Stored records:
■ ■ ■ ■
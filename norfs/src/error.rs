use core::fmt;

use norfs_adapters::{ConfigError, DeviceError};

/// Error enum with all errors that can be returned by functions from this crate.
#[cfg_attr(feature = "defmt", derive(defmt::Format))]
#[derive(Debug, Clone, Copy, PartialEq, Eq)]
#[non_exhaustive]
pub enum Error {
    /// The block device failed.
    Io(DeviceError),
    /// Metadata failed its checksum or points outside the volume.
    Corrupt,
    /// The anchor blocks are erased: the volume was never formatted.
    NoFilesystem,
    /// A filesystem is present but was written with another version or geometry.
    Incompatible,
    /// The flash holds another filesystem's image (littlefs). It is never an
    /// [image failure](Error::is_image_failure), so only
    /// [`RecoveryPolicy::FormatOnFailure`](crate::RecoveryPolicy::FormatOnFailure)
    /// formats over it.
    ForeignFilesystem,
    /// No file with the given name exists.
    NotFound,
    /// A file with the given name already exists and `EXCL` was requested.
    Exists,
    /// Every block is in use, or a metadata commit does not fit its block.
    NoSpace,
    /// The file name is longer than [`NAME_MAX`](crate::NAME_MAX) bytes.
    NameTooLong,
    /// The file was not opened with [`OpenFlags::READ`](crate::OpenFlags::READ).
    NotOpenForRead,
    /// The file was not opened with [`OpenFlags::WRITE`](crate::OpenFlags::WRITE).
    NotOpenForWrite,
    /// An argument is invalid: empty name, bad flags, seek before the start.
    Invalid,
    /// The operation needs a mounted volume.
    NotMounted,
    /// The file would exceed the 32-bit size limit.
    FileTooLarge,
    /// The volume could not be assembled.
    Config(ConfigError),
}

impl Error {
    /// Whether this error says the on-flash image is unusable, as opposed to
    /// the device failing to deliver it.
    pub fn is_image_failure(&self) -> bool {
        matches!(self, Self::Corrupt | Self::NoFilesystem | Self::Incompatible)
    }
}

impl From<DeviceError> for Error {
    fn from(error: DeviceError) -> Self {
        Error::Io(error)
    }
}

impl From<ConfigError> for Error {
    fn from(error: ConfigError) -> Self {
        Error::Config(error)
    }
}

impl fmt::Display for Error {
    fn fmt(&self, f: &mut fmt::Formatter<'_>) -> fmt::Result {
        match self {
            Error::Io(error) => write!(f, "IO error: {error}"),
            Error::Corrupt => write!(f, "Corrupted metadata"),
            Error::NoFilesystem => write!(f, "No filesystem found"),
            Error::Incompatible => write!(f, "Incompatible filesystem version or geometry"),
            Error::ForeignFilesystem => write!(f, "Flash holds a littlefs image"),
            Error::NotFound => write!(f, "No such file"),
            Error::Exists => write!(f, "File already exists"),
            Error::NoSpace => write!(f, "No space left on volume"),
            Error::NameTooLong => write!(f, "File name too long"),
            Error::NotOpenForRead => write!(f, "File not opened for reading"),
            Error::NotOpenForWrite => write!(f, "File not opened for writing"),
            Error::Invalid => write!(f, "Invalid argument"),
            Error::NotMounted => write!(f, "Volume not mounted"),
            Error::FileTooLarge => write!(f, "File too large"),
            Error::Config(error) => write!(f, "Invalid configuration: {error}"),
        }
    }
}

impl core::error::Error for Error {
    fn source(&self) -> Option<&(dyn core::error::Error + 'static)> {
        match self {
            Error::Io(error) => Some(error),
            Error::Config(error) => Some(error),
            _ => None,
        }
    }
}

impl embedded_io::Error for Error {
    fn kind(&self) -> embedded_io::ErrorKind {
        use embedded_io::ErrorKind;
        match self {
            Error::NotFound => ErrorKind::NotFound,
            Error::Exists => ErrorKind::AlreadyExists,
            Error::NoSpace => ErrorKind::OutOfMemory,
            Error::Corrupt | Error::NoFilesystem | Error::Incompatible | Error::ForeignFilesystem => {
                ErrorKind::InvalidData
            }
            Error::NameTooLong | Error::Invalid | Error::FileTooLarge | Error::Config(_) => {
                ErrorKind::InvalidInput
            }
            Error::NotOpenForRead | Error::NotOpenForWrite => ErrorKind::PermissionDenied,
            Error::Io(_) | Error::NotMounted => ErrorKind::Other,
        }
    }
}
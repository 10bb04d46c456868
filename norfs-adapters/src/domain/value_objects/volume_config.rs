//! Volume geometry value object.

use crate::domain::error::ConfigError;

/// Smallest block the filesystem can keep its metadata commits in.
pub const MIN_BLOCK_SIZE: u32 = 128;

/// Two metadata pairs: the anchor pair and the directory pair.
pub const MIN_BLOCK_COUNT: u32 = 4;

/// Erase cycles a metadata block may accumulate before it is relocated.
///
/// Either a positive bound or unbounded (wear-leveling of metadata
/// disabled). The raw form follows the common `-1 = unbounded` convention.
#[cfg_attr(feature = "defmt", derive(defmt::Format))]
#[derive(Debug, Clone, Copy, PartialEq, Eq, Hash)]
pub struct BlockCycles(u32);

impl BlockCycles {
    /// Relocation disabled.
    pub const UNBOUNDED: Self = Self(0);

    /// A positive bound. Returns `None` for zero.
    pub const fn bounded(cycles: u32) -> Option<Self> {
        if cycles == 0 { None } else { Some(Self(cycles)) }
    }

    /// Parse the raw sentinel form: `-1` is unbounded, positive values are a
    /// bound, anything else is rejected.
    ///
    /// # Examples
    ///
    /// ```
    /// use norfs_adapters::BlockCycles;
    ///
    /// assert_eq!(BlockCycles::from_raw(-1).unwrap(), BlockCycles::UNBOUNDED);
    /// assert_eq!(BlockCycles::from_raw(500).unwrap().get(), Some(500));
    /// assert!(BlockCycles::from_raw(0).is_err());
    /// ```
    pub const fn from_raw(raw: i32) -> Result<Self, ConfigError> {
        if raw == -1 {
            Ok(Self::UNBOUNDED)
        } else if raw > 0 {
            Ok(Self(raw as u32))
        } else {
            Err(ConfigError::InvalidBlockCycles(raw))
        }
    }

    /// The bound, or `None` when unbounded.
    #[inline]
    pub const fn get(self) -> Option<u32> {
        if self.0 == 0 { None } else { Some(self.0) }
    }

    /// Raw sentinel form (`-1` when unbounded).
    pub const fn to_raw(self) -> i32 {
        if self.0 == 0 { -1 } else { self.0 as i32 }
    }
}

/// Geometry shared by the block device adapter and the filesystem.
///
/// Constructed once through [`VolumeConfig::builder`] (or the
/// [`w25q_reference`](VolumeConfig::w25q_reference) preset) and immutable
/// afterwards. All divisibility rules are checked at construction so no I/O
/// path ever has to re-validate them.
#[cfg_attr(feature = "defmt", derive(defmt::Format))]
#[derive(Debug, Clone, Copy, PartialEq, Eq)]
pub struct VolumeConfig {
    read_size: u32,
    prog_size: u32,
    block_size: u32,
    block_count: u32,
    cache_size: u32,
    lookahead_size: u32,
    block_cycles: BlockCycles,
}

impl VolumeConfig {
    /// Reference geometry for a 512 KiB region of a W25Qxx serial NOR flash:
    /// 16-byte read/program/cache/lookahead granularity, 4096-byte sectors,
    /// 128 blocks, 500 erase cycles before metadata relocation.
    pub const fn w25q_reference() -> Self {
        Self {
            read_size: 16,
            prog_size: 16,
            block_size: 4096,
            block_count: 128,
            cache_size: 16,
            lookahead_size: 16,
            block_cycles: BlockCycles(500),
        }
    }

    /// Start a builder pre-filled with the reference geometry.
    ///
    /// # Examples
    ///
    /// ```
    /// use norfs_adapters::VolumeConfig;
    ///
    /// let config = VolumeConfig::builder()
    ///     .block_count(64)
    ///     .cache_size(64)
    ///     .build()
    ///     .unwrap();
    /// assert_eq!(config.capacity(), 64 * 4096);
    /// ```
    pub const fn builder() -> VolumeConfigBuilder {
        VolumeConfigBuilder {
            config: Self::w25q_reference(),
        }
    }

    /// Minimum read granularity in bytes.
    #[inline]
    pub const fn read_size(&self) -> u32 {
        self.read_size
    }

    /// Minimum program granularity in bytes.
    #[inline]
    pub const fn prog_size(&self) -> u32 {
        self.prog_size
    }

    /// Erase unit in bytes; one block maps to one flash sector.
    #[inline]
    pub const fn block_size(&self) -> u32 {
        self.block_size
    }

    /// Number of blocks in the volume.
    #[inline]
    pub const fn block_count(&self) -> u32 {
        self.block_count
    }

    /// Size of each cache buffer in bytes.
    #[inline]
    pub const fn cache_size(&self) -> u32 {
        self.cache_size
    }

    /// Size of the lookahead bitmap in bytes (tracks 8 blocks per byte).
    #[inline]
    pub const fn lookahead_size(&self) -> u32 {
        self.lookahead_size
    }

    /// Metadata relocation bound.
    #[inline]
    pub const fn block_cycles(&self) -> BlockCycles {
        self.block_cycles
    }

    /// Total bytes covered by the volume.
    #[inline]
    pub const fn capacity(&self) -> u64 {
        self.block_size as u64 * self.block_count as u64
    }

    /// Blocks covered by one lookahead window.
    #[inline]
    pub const fn lookahead_blocks(&self) -> u32 {
        let window = self.lookahead_size.saturating_mul(8);
        if window < self.block_count { window } else { self.block_count }
    }

    /// Volume-relative byte address of `offset` within `block`.
    ///
    /// Distinct in-range `(block, offset)` pairs never map to the same
    /// address.
    ///
    /// # Examples
    ///
    /// ```
    /// use norfs_adapters::VolumeConfig;
    ///
    /// let config = VolumeConfig::w25q_reference();
    /// assert_eq!(config.byte_address(2, 16), 2 * 4096 + 16);
    /// ```
    #[inline]
    pub const fn byte_address(&self, block: u32, offset: u32) -> u32 {
        block * self.block_size + offset
    }

    fn validate(&self) -> Result<(), ConfigError> {
        let sizes = [
            ("read_size", self.read_size),
            ("prog_size", self.prog_size),
            ("block_size", self.block_size),
            ("block_count", self.block_count),
            ("cache_size", self.cache_size),
            ("lookahead_size", self.lookahead_size),
        ];
        for (field, value) in sizes {
            if value == 0 {
                return Err(ConfigError::ZeroSize { field });
            }
        }

        let multiples = [
            ("block_size", self.block_size, self.read_size),
            ("block_size", self.block_size, self.prog_size),
            ("cache_size", self.cache_size, self.read_size),
            ("cache_size", self.cache_size, self.prog_size),
            ("block_size", self.block_size, self.cache_size),
            ("lookahead_size", self.lookahead_size, 8),
        ];
        for (field, value, granularity) in multiples {
            if value % granularity != 0 {
                return Err(ConfigError::Misaligned {
                    field,
                    value,
                    granularity,
                });
            }
        }

        if self.block_size < MIN_BLOCK_SIZE {
            return Err(ConfigError::BlockTooSmall {
                block_size: self.block_size,
                min: MIN_BLOCK_SIZE,
            });
        }
        if self.block_count < MIN_BLOCK_COUNT {
            return Err(ConfigError::TooFewBlocks {
                block_count: self.block_count,
                min: MIN_BLOCK_COUNT,
            });
        }
        if self.capacity() > u32::MAX as u64 {
            return Err(ConfigError::CapacityOverflow);
        }

        Ok(())
    }
}

impl Default for VolumeConfig {
    fn default() -> Self {
        Self::w25q_reference()
    }
}

/// Builder for [`VolumeConfig`]; validation happens in [`build`](Self::build).
#[derive(Debug, Clone, Copy)]
pub struct VolumeConfigBuilder {
    config: VolumeConfig,
}

impl VolumeConfigBuilder {
    /// Set the read granularity.
    pub const fn read_size(mut self, read_size: u32) -> Self {
        self.config.read_size = read_size;
        self
    }

    /// Set the program granularity.
    pub const fn prog_size(mut self, prog_size: u32) -> Self {
        self.config.prog_size = prog_size;
        self
    }

    /// Set the block (erase sector) size.
    pub const fn block_size(mut self, block_size: u32) -> Self {
        self.config.block_size = block_size;
        self
    }

    /// Set the number of blocks.
    pub const fn block_count(mut self, block_count: u32) -> Self {
        self.config.block_count = block_count;
        self
    }

    /// Set the cache buffer size.
    pub const fn cache_size(mut self, cache_size: u32) -> Self {
        self.config.cache_size = cache_size;
        self
    }

    /// Set the lookahead bitmap size in bytes.
    pub const fn lookahead_size(mut self, lookahead_size: u32) -> Self {
        self.config.lookahead_size = lookahead_size;
        self
    }

    /// Set the metadata relocation bound.
    pub const fn block_cycles(mut self, block_cycles: BlockCycles) -> Self {
        self.config.block_cycles = block_cycles;
        self
    }

    /// Validate and produce the configuration.
    ///
    /// # Errors
    ///
    /// Returns a [`ConfigError`] describing the first violated rule.
    pub fn build(self) -> Result<VolumeConfig, ConfigError> {
        self.config.validate()?;
        Ok(self.config)
    }
}

#[cfg(test)]
mod tests {
    use super::*;

    #[test]
    fn test_reference_geometry() {
        let config = VolumeConfig::w25q_reference();
        assert_eq!(config.read_size(), 16);
        assert_eq!(config.prog_size(), 16);
        assert_eq!(config.block_size(), 4096);
        assert_eq!(config.block_count(), 128);
        assert_eq!(config.cache_size(), 16);
        assert_eq!(config.lookahead_size(), 16);
        assert_eq!(config.block_cycles().get(), Some(500));
        assert_eq!(config.capacity(), 512 * 1024);
        assert!(config.validate().is_ok());
    }

    #[test]
    fn test_builder_accepts_larger_cache() {
        let config = VolumeConfig::builder().cache_size(256).build().unwrap();
        assert_eq!(config.cache_size(), 256);
    }

    #[test]
    fn test_zero_size_rejected() {
        let result = VolumeConfig::builder().block_count(0).build();
        assert_eq!(result, Err(ConfigError::ZeroSize { field: "block_count" }));
    }

    #[test]
    fn test_cache_must_be_multiple_of_granularity() {
        let result = VolumeConfig::builder().prog_size(32).cache_size(48).build();
        assert!(matches!(
            result,
            Err(ConfigError::Misaligned { field: "cache_size", .. })
        ));
    }

    #[test]
    fn test_block_must_be_multiple_of_read_size() {
        let result = VolumeConfig::builder().read_size(24).cache_size(48).build();
        assert!(matches!(
            result,
            Err(ConfigError::Misaligned { field: "block_size", value: 4096, granularity: 24 })
        ));
    }

    #[test]
    fn test_lookahead_multiple_of_eight() {
        let result = VolumeConfig::builder().lookahead_size(12).build();
        assert!(matches!(
            result,
            Err(ConfigError::Misaligned { field: "lookahead_size", .. })
        ));
    }

    #[test]
    fn test_minimums() {
        assert!(matches!(
            VolumeConfig::builder().block_count(3).build(),
            Err(ConfigError::TooFewBlocks { block_count: 3, .. })
        ));
        assert!(matches!(
            VolumeConfig::builder().block_size(64).build(),
            Err(ConfigError::BlockTooSmall { block_size: 64, .. })
        ));
    }

    #[test]
    fn test_capacity_overflow() {
        let result = VolumeConfig::builder().block_count(u32::MAX / 1024).build();
        assert_eq!(result, Err(ConfigError::CapacityOverflow));
    }

    #[test]
    fn test_block_cycles_raw() {
        assert_eq!(BlockCycles::from_raw(-1), Ok(BlockCycles::UNBOUNDED));
        assert_eq!(BlockCycles::from_raw(-2), Err(ConfigError::InvalidBlockCycles(-2)));
        assert_eq!(BlockCycles::from_raw(0), Err(ConfigError::InvalidBlockCycles(0)));
        assert_eq!(BlockCycles::UNBOUNDED.get(), None);
        assert_eq!(BlockCycles::UNBOUNDED.to_raw(), -1);
        assert_eq!(BlockCycles::bounded(0), None);
    }

    #[test]
    fn test_address_translation_is_injective() {
        let config = VolumeConfig::builder()
            .block_size(256)
            .block_count(8)
            .build()
            .unwrap();

        let mut seen = std::collections::HashSet::new();
        for block in 0..config.block_count() {
            for offset in 0..config.block_size() {
                assert!(seen.insert(config.byte_address(block, offset)));
            }
        }
        assert_eq!(seen.len() as u64, config.capacity());
        assert_eq!(config.byte_address(3, 5), 3 * 256 + 5);
    }

    #[test]
    fn test_lookahead_window_clamped() {
        let config = VolumeConfig::w25q_reference();
        assert_eq!(config.lookahead_blocks(), 128);

        let small = VolumeConfig::builder().lookahead_size(8).build().unwrap();
        assert_eq!(small.lookahead_blocks(), 64);
    }
}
■ ■ ■ ■
- **EXERCISE INSTRUCTIONS**: Every line in the data above that includes the word "buffer" should be copied.

- **THE ANSWER**:
    /// Size of each cache buffer in bytes.
    /// Set the cache buffer size.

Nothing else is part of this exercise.